Orwell désire démontrer le fonctionnement de ce cycle, qui est paradoxal & inévitable : d'une part, personne ne sait se diriger seul ; d'autre part, il y aura toujours un dirigeant présent qui finira par se servir de la liberté de chacun dans son propre intérêt. Si on illustre ce cycle très simplement, on part d'une dictature forçant chacun à ouvrir son esprit, ses yeux, dans le but d'entamer une révolution & revendiquer des droits ; vient ensuite l'instauration d'une société utopique, guidée nécessairement par des messies, qui peu à peu s'emparent du pouvoir & détruisent les principes originels de la démocratie pour en faire une dictature. Orwell dénonce avant tout les illusions dont sont victimes les animaux de la ferme, au même titre que la population russe durant l'occupation stalinienne, en Union Soviétique. La propagande, le bourrage de crâne, la manipulation, les désillusions & l'accès à l'éducation sont autant de facteurs dont l'auteur se sert pour parvenir à montrer l'abrutissement populaire général.

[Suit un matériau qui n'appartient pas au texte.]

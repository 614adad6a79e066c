//! Diagnostic sink: timestamped reports on stderr plus an append-only log file
//!
//! The file is opened and closed on every write so that a crash never loses
//! earlier lines. Reports are also forwarded to `tracing` so an application
//! subscriber sees them alongside the crate's structured events.

use std::fs::{self, OpenOptions};
use std::io::{self, Write};
use std::path::{Path, PathBuf};
use std::time::{SystemTime, UNIX_EPOCH};

use tracing::{error, info, warn};

/// Log file used by [`Trace::default`].
pub const DEFAULT_TRACE_FILE: &str = "trace.log";

/// The log file is truncated before a write once it grows past this size.
pub const MAX_TRACE_FILE_SIZE: u64 = 0x1000_0000;

/// Messages are clipped to this many bytes.
pub const MAX_MESSAGE_SIZE: usize = 0x4000;

const INTERNAL_ERROR: &str = "Internal error";

/// Report severity.
#[derive(Debug, Clone, Copy, PartialEq, Eq)]
pub enum Level {
    Info,
    Warning,
    Error,
}

impl Level {
    pub fn as_str(&self) -> &'static str {
        match self {
            Level::Info => "Info",
            Level::Warning => "Warning",
            Level::Error => "Error",
        }
    }
}

/// Diagnostic sink bound to one log file.
///
/// # Example
///
/// ```
/// use layernet::utils::trace::{Level, Trace};
///
/// let dir = std::env::temp_dir().join("layernet-trace-doc");
/// std::fs::create_dir_all(&dir).unwrap();
/// let trace = Trace::new(dir.join("trace.log"));
///
/// trace.report(Level::Info, "training started");
/// trace.check(true, "never reported");
/// ```
#[derive(Debug, Clone, PartialEq, Eq)]
pub struct Trace {
    path: PathBuf,
}

impl Default for Trace {
    fn default() -> Self {
        Self::new(DEFAULT_TRACE_FILE)
    }
}

impl Trace {
    pub fn new(path: impl AsRef<Path>) -> Self {
        Self {
            path: path.as_ref().to_path_buf(),
        }
    }

    pub fn path(&self) -> &Path {
        &self.path
    }

    /// Formats a report line as `[Level @ YYYY-MM-DD HH:MM:SS]: msg`, without newline.
    pub fn format(level: Level, msg: &str) -> String {
        format!("[{} @ {}]: {}", level.as_str(), timestamp(SystemTime::now()), clip(msg))
    }

    /// Writes a report to stderr and the log file.
    ///
    /// An `Error` report terminates the process with status 1.
    pub fn report(&self, level: Level, msg: &str) {
        let msg = clip(msg);
        eprintln!("{}", Self::format(level, msg));

        match level {
            Level::Info => info!(target: "layernet::trace", "{}", msg),
            Level::Warning => warn!(target: "layernet::trace", "{}", msg),
            Level::Error => error!(target: "layernet::trace", "{}", msg),
        }

        // Log file failures are ignored here; use `append` to observe them.
        let _ = self.append(msg);

        if level == Level::Error {
            std::process::exit(1);
        }
    }

    /// Reports `msg` as an error, terminating the process, when `condition` is false.
    pub fn check(&self, condition: bool, msg: &str) {
        if !condition {
            self.report(Level::Error, msg);
        }
    }

    /// Appends one line to the log file, truncating the file first when it is
    /// larger than [`MAX_TRACE_FILE_SIZE`].
    pub fn append(&self, msg: &str) -> io::Result<()> {
        let oversized = match fs::metadata(&self.path) {
            Ok(meta) => meta.len() > MAX_TRACE_FILE_SIZE,
            Err(e) if e.kind() == io::ErrorKind::NotFound => false,
            Err(e) => return Err(e),
        };

        let mut file = if oversized {
            OpenOptions::new()
                .write(true)
                .create(true)
                .truncate(true)
                .open(&self.path)?
        } else {
            OpenOptions::new().append(true).create(true).open(&self.path)?
        };

        writeln!(file, "{}", clip(msg))
    }
}

/// Clips to [`MAX_MESSAGE_SIZE`] bytes on a char boundary; empty messages
/// become a generic internal error.
fn clip(msg: &str) -> &str {
    if msg.is_empty() {
        return INTERNAL_ERROR;
    }
    if msg.len() <= MAX_MESSAGE_SIZE {
        return msg;
    }
    let mut end = MAX_MESSAGE_SIZE;
    while !msg.is_char_boundary(end) {
        end -= 1;
    }
    &msg[..end]
}

/// `YYYY-MM-DD HH:MM:SS` in UTC.
fn timestamp(now: SystemTime) -> String {
    let secs = now
        .duration_since(UNIX_EPOCH)
        .map(|d| d.as_secs())
        .unwrap_or(0);
    let (year, month, day) = civil_from_days((secs / 86_400) as i64);
    let rem = secs % 86_400;
    format!(
        "{:04}-{:02}-{:02} {:02}:{:02}:{:02}",
        year,
        month,
        day,
        rem / 3600,
        (rem % 3600) / 60,
        rem % 60
    )
}

/// Proleptic Gregorian date for a day count relative to 1970-01-01.
fn civil_from_days(days: i64) -> (i64, u32, u32) {
    let z = days + 719_468;
    let era = z.div_euclid(146_097);
    let doe = z.rem_euclid(146_097);
    let yoe = (doe - doe / 1460 + doe / 36_524 - doe / 146_096) / 365;
    let doy = doe - (365 * yoe + yoe / 4 - yoe / 100);
    let mp = (5 * doy + 2) / 153;
    let day = (doy - (153 * mp + 2) / 5 + 1) as u32;
    let month = (if mp < 10 { mp + 3 } else { mp - 9 }) as u32;
    let year = yoe + era * 400 + if month <= 2 { 1 } else { 0 };
    (year, month, day)
}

Cependant, même si les idées sont bonnes & ingénieuses, la métaphore s'épuise très vite & les pages semblent interminables, tant l'intrigue est absente & l'explication la remplaçant s'éternise. Orwell tourne en rond à plusieurs reprises &, son style littéraire étant déjà très lourd, on finit par s'ennuyer. Retenons toutefois les quelques phrases phares du roman, percutantes & pleines de sens : "tous les animaux sont égaux, mais il y en a qui le sont plus que d'autres" ; "il n'y avait plus maintenant à se faire de questions sur les traits altérés des cochons. Dehors, les yeux des animaux allaient du cochon à l'homme & de l'homme au cochon & de nouveau du cochon à l'homme ; mais déjà il était impossible de distinguer l'un de l'autre".
Orwell livre donc, plutôt qu'un roman, un bel essai politique quant aux débouchés révolutionnaires (entre autres, le communisme totalitaire, mais cela prévaut pour les autres formes possibles), même si son oeuvre souffre d'une littérature parfois peu passionnante.
Il n'ajoute pas énormément de connaissances sur les systèmes politiques communs, mais l'allégorie des animaux dont il se sert permet aux âmes les plus ancrées dans un certain confort de s'apercevoir des maux qu'elles subissent, & à celles les plus utopiques d'apprendre à accepter une fatalité qui n'est autre qu'humaine.